(PROBLEM DETAILS)
Which lines below contain "post"? Copy every one of them.

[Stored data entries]
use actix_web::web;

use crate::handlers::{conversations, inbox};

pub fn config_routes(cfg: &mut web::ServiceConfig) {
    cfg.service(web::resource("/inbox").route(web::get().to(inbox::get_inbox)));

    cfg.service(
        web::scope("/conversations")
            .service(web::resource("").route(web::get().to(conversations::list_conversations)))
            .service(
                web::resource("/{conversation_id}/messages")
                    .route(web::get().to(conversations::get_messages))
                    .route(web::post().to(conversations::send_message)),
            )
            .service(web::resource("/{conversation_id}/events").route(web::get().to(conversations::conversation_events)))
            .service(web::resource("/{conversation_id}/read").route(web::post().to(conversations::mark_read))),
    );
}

(EXPECTED ANSWER)
                    .route(web::post().to(conversations::send_message)),
            .service(web::resource("/{conversation_id}/read").route(web::post().to(conversations::mark_read))),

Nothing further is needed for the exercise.